Some governing members of the Conservative party are wrong to support the truckers protest in Ottawa known as the “Freedom Convoy,” according to Nunavut Senator Dennis Patterson.

He feels so strongly about it that he served notice on Feb. 4 that he’s leaving the Conservative caucus to join the Canadian Senators Group, which votes independently.

Patterson expressed concern over “some of the hateful and divisive rhetoric that we (Conservatives) seem to be associated with currently through some of our spokespersons and even leadership.” He cited “repugnant” hateful utterances and symbols and the desecration of the Tomb of the Unknown Soldier, which he believes is the work of “extremists” who have taken control of the raucous demonstration in Ottawa that has left downtown streets gridlocked.

“I feel that it was important to take a principled stand, calling out the … abhorrent, racist, white-supremacist, lawless hooligans in the so-called Freedom Convoy,” said Patterson. “I am in total disagreement with any association with that group.”

He has been fielding numerous calls and emails from Nunavummiut who are worried about their young adult children attending school in Ottawa, relatives fearful of what might happen to their loved ones receiving medical treatment, and the plight of homeless Inuit in the nation’s capital while the “hostage-taking” — as Patterson called it — of downtown Ottawa persists.

O’Toole supporter

The Nunavut senator was “very supportive” of Erin O’Toole’s leadership, which was severed with an internal vote by Conservative MPs on Feb. 2. O’Toole represented a centrist, progressive approach and he had shown an interest in the North, Patterson said.

It’s too early to tell who will emerge as candidates to replace O’Toole and Patterson said he doesn’t have “any idea who I’d support at this stage.” But he’s looking for a person who can unite the traditional Conservatives and the former Reform party supporters once again.

A lifelong “red-Tory” Conservative, Patterson said he will still remain a member of the party, just not the caucus. He added that his decision won’t prevent him from upholding his duties as senator or serving as a member of the Aboriginal Peoples Committee and the Social Affairs, Science and Technology Committee.

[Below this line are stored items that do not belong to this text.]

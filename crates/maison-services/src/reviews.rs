//! Product reviews.

use crate::error::ServiceResult;
use crate::segment;
use maison_commerce::ids::{ProductId, ReviewId};
use maison_commerce::review::{NewReview, Review, ReviewSummary};
use maison_data::FetchClient;

/// Reviews for a product, newest first, with their summary.
pub async fn for_product(client: &FetchClient, product_id: &ProductId) -> ServiceResult<(Vec<Review>, ReviewSummary)> {
    let mut reviews: Vec<Review> = client
        .get(format!("/products/{}/reviews", segment(product_id)))
        .send_data()
        .await?;
    reviews.sort_by(|a, b| b.created_at.cmp(&a.created_at));
    let summary = ReviewSummary::from_reviews(&reviews);
    Ok((reviews, summary))
}

pub async fn create(client: &FetchClient, review: &NewReview) -> ServiceResult<Review> {
    review.validate()?;
    let created: Review = client.post("/reviews").json(review)?.send_data().await?;
    tracing::info!(product_id = %review.product_id, rating = review.rating, "review submitted");
    Ok(created)
}

/// Admin: remove a review.
pub async fn delete(client: &FetchClient, id: &ReviewId) -> ServiceResult<()> {
    client
        .delete(format!("/admin/reviews/{}", segment(id)))
        .send()
        .await?
        .error_for_status()?;
    tracing::info!(review_id = %id, "review deleted");
    Ok(())
}

#[cfg(test)]
mod tests {
    use super::*;
    use crate::testing::{client, mock};
    use serde_json::json;

    fn review_json(id: &str, rating: u8, at: &str) -> serde_json::Value {
        json!({
            "id": id, "productId": "p1", "authorName": "Ira", "rating": rating,
            "body": "Gorgeous colour.", "createdAt": at
        })
    }

    #[tokio::test]
    async fn test_for_product_sorts_and_summarizes() {
        let mock = mock();
        mock.push_json(200, json!({"data": [
            review_json("r1", 4, "2024-01-01T00:00:00Z"),
            review_json("r2", 2, "2024-02-01T00:00:00Z"),
        ]}));
        let (reviews, summary) = for_product(&client(&mock), &ProductId::new("p1")).await.unwrap();
        assert_eq!(reviews[0].id.as_str(), "r2");
        assert_eq!(summary.count, 2);
        assert!((summary.average - 3.0).abs() < f32::EPSILON);
    }

    #[tokio::test]
    async fn test_create_and_delete() {
        let mock = mock();
        mock.push_json(201, review_json("r3", 5, "2024-03-01T00:00:00Z"));
        mock.push_empty();

        let new = NewReview {
            product_id: ProductId::new("p1"),
            rating: 5,
            title: Some("Perfect".to_string()),
            body: "Fits true to size.".to_string(),
        };
        let created = create(&client(&mock), &new).await.unwrap();
        assert_eq!(created.rating, 5);
        delete(&client(&mock), &created.id).await.unwrap();
        assert!(mock.last_request().unwrap().url().ends_with("/admin/reviews/r3"));

        let bad = NewReview { rating: 9, ..new };
        assert!(create(&client(&mock), &bad).await.is_err());
        assert_eq!(mock.requests().len(), 2);
    }
}
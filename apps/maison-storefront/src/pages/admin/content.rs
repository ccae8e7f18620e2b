use crate::api::{admin_sections, legal_pages, save_legal_page, update_section};
use crate::pages::LoadError;
use crate::state::{error_message, use_shop};
use leptos::prelude::*;
use leptos::task::spawn_local;
use maison_commerce::prelude::*;

#[component]
pub fn ContentPanel() -> impl IntoView {
    view! {
        <HomeSections/>
        <LegalPages/>
    }
}

fn section_title(section: &HomeSection) -> String {
    match section {
        HomeSection::Hero { headline, .. } => headline.clone(),
        HomeSection::ProductCarousel { title, collection, .. } => format!("{title} ({collection})"),
        HomeSection::Banner { title, image_url, .. } => title.clone().unwrap_or_else(|| image_url.clone()),
        HomeSection::Testimonials { title } | HomeSection::SocialFeed { title, .. } => title.clone(),
    }
}

#[component]
fn HomeSections() -> impl IntoView {
    let shop = use_shop();
    let sections = Resource::new(|| (), |_| admin_sections());

    let toggle = move |entry: HomeSectionEntry| {
        spawn_local(async move {
            let enabled = !entry.enabled;
            match update_section(entry.id, entry.section, enabled).await {
                Ok(_) => sections.refetch(),
                Err(e) => shop.toasts.error(error_message(&e)),
            }
        });
    };

    view! {
        <h2>"Homepage sections"</h2>
        <Suspense fallback=|| view! { <p>"Loading..."</p> }>
            {move || sections.get().map(|result| match result {
                Ok(mut entries) => {
                    entries.sort_by_key(|e| e.position);
                    view! {
                        <table class="admin-table">
                            <thead><tr><th>"#"</th><th>"Type"</th><th>"Title"</th><th>"Shown"</th></tr></thead>
                            <tbody>
                                {entries.into_iter().map(|entry| view! {
                                    <tr class:disabled=!entry.enabled>
                                        <td>{entry.position + 1}</td>
                                        <td>{entry.section.kind()}</td>
                                        <td>{section_title(&entry.section)}</td>
                                        <td>
                                            <input
                                                type="checkbox"
                                                prop:checked=entry.enabled
                                                on:change={
                                                    let entry = entry.clone();
                                                    move |_| toggle(entry.clone())
                                                }
                                            />
                                        </td>
                                    </tr>
                                }).collect_view()}
                            </tbody>
                        </table>
                    }.into_any()
                }
                Err(e) => view! { <LoadError message=error_message(&e)/> }.into_any(),
            })}
        </Suspense>
    }
}

#[component]
fn LegalPages() -> impl IntoView {
    let shop = use_shop();
    let pages = Resource::new(|| (), |_| legal_pages());
    let draft = RwSignal::new(LegalPageInput::default());
    let saving = RwSignal::new(false);

    let submit = move |ev: leptos::ev::SubmitEvent| {
        ev.prevent_default();
        let input = draft.get_untracked();
        if let Err(errors) = input.validate() {
            for e in errors {
                shop.toasts.error(e.to_string());
            }
            return;
        }
        saving.set(true);
        spawn_local(async move {
            match save_legal_page(input).await {
                Ok(page) => {
                    shop.toasts.success(format!("Saved {}", page.title));
                    pages.refetch();
                }
                Err(e) => shop.toasts.error(error_message(&e)),
            }
            saving.set(false);
        });
    };

    view! {
        <h2>"Legal pages"</h2>
        <Suspense fallback=|| view! { <p>"Loading..."</p> }>
            {move || pages.get().map(|result| match result {
                Ok(list) => view! {
                    <ul class="legal-list">
                        {list.into_iter().map(|page| {
                            let input = LegalPageInput {
                                slug: page.slug.clone(),
                                title: page.title.clone(),
                                body: page.body,
                            };
                            view! {
                                <li>
                                    <a href=format!("/legal/{}", page.slug)>{page.title}</a>
                                    <span class="muted">{format!(" updated {}", page.updated_at.format("%d %b %Y"))}</span>
                                    <button class="link" on:click=move |_| draft.set(input.clone())>"Edit"</button>
                                </li>
                            }
                        }).collect_view()}
                    </ul>
                }.into_any(),
                Err(e) => view! { <LoadError message=error_message(&e)/> }.into_any(),
            })}
        </Suspense>
        <form class="admin-form" on:submit=submit>
            <label>
                "Slug"
                <input
                    placeholder="privacy-policy"
                    prop:value=move || draft.with(|d| d.slug.clone())
                    on:input=move |ev| draft.update(|d| d.slug = event_target_value(&ev))
                />
            </label>
            <label>
                "Title"
                <input
                    prop:value=move || draft.with(|d| d.title.clone())
                    on:input=move |ev| draft.update(|d| d.title = event_target_value(&ev))
                />
            </label>
            <label>
                "Body (Markdown)"
                <textarea
                    rows="16"
                    prop:value=move || draft.with(|d| d.body.clone())
                    on:input=move |ev| draft.update(|d| d.body = event_target_value(&ev))
                ></textarea>
            </label>
            <div class="form-actions">
                <button class="btn" type="submit" disabled=saving>"Save page"</button>
                <button class="btn secondary" type="button" on:click=move |_| draft.set(LegalPageInput::default())>
                    "New page"
                </button>
            </div>
        </form>
    }
}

If the party chooses to move in a “far-right” direction, Patterson was non-committal about parting ways with the Conservatives outright.

“I’ll have to cross that bridge when I come to it,” he said. “I’ll do my best to use my position of influence to make sure that I can live with and be very collaborative with our next leader.”

Nunavut’s pandemic measures

The senator gave a ringing endorsement of the way that the pandemic has been handled in Nunavut, praising chief public health officer (CPHO) Dr. Michael Patterson — “no relation” — in particular, and Nunavut’s leadership for following the CPHO’s guidance.

Being tripled vaccinated himself, he said he fully supports vaccine mandates and wishes Conservative party leadership would also stand firmly behind inoculations.

At the same time, he said he recognizes how much of a strain Covid-19 has created for Nunavummiut.

“No doubt, people are suffering greatly from this seemingly sometimes endless pandemic and the impact of the lockdown, the anxiety and fears and mental health pressures that we’re all feeling,” he said, noting that he is admittedly nervous about travelling because he is elderly and immunocompromised.

Iqaluit water crisis

With residents of Nunavut’s capital twice having their consumption of tap and tanked water interrupted due to the presence of hydrocarbons over the past few months, Patterson said he leaves it to the municipality and the territorial government to resolve the “distressing” problem in the short-term.

However, he said he’s working on gaining political support for the infrastructure improvements required to avoid future water crises in Iqaluit.

Ensuring an adequate water supply for Iqaluit’s growing population is a pressing concern, he acknowledged.

He’s working on a pre-budget submission to the federal government to address the “basic right we should have to clean water.”

“The sad reality is that most of our hamlets, most of our municipalities are still out of compliance with basic water standards established by the water board and the federal government,” he said.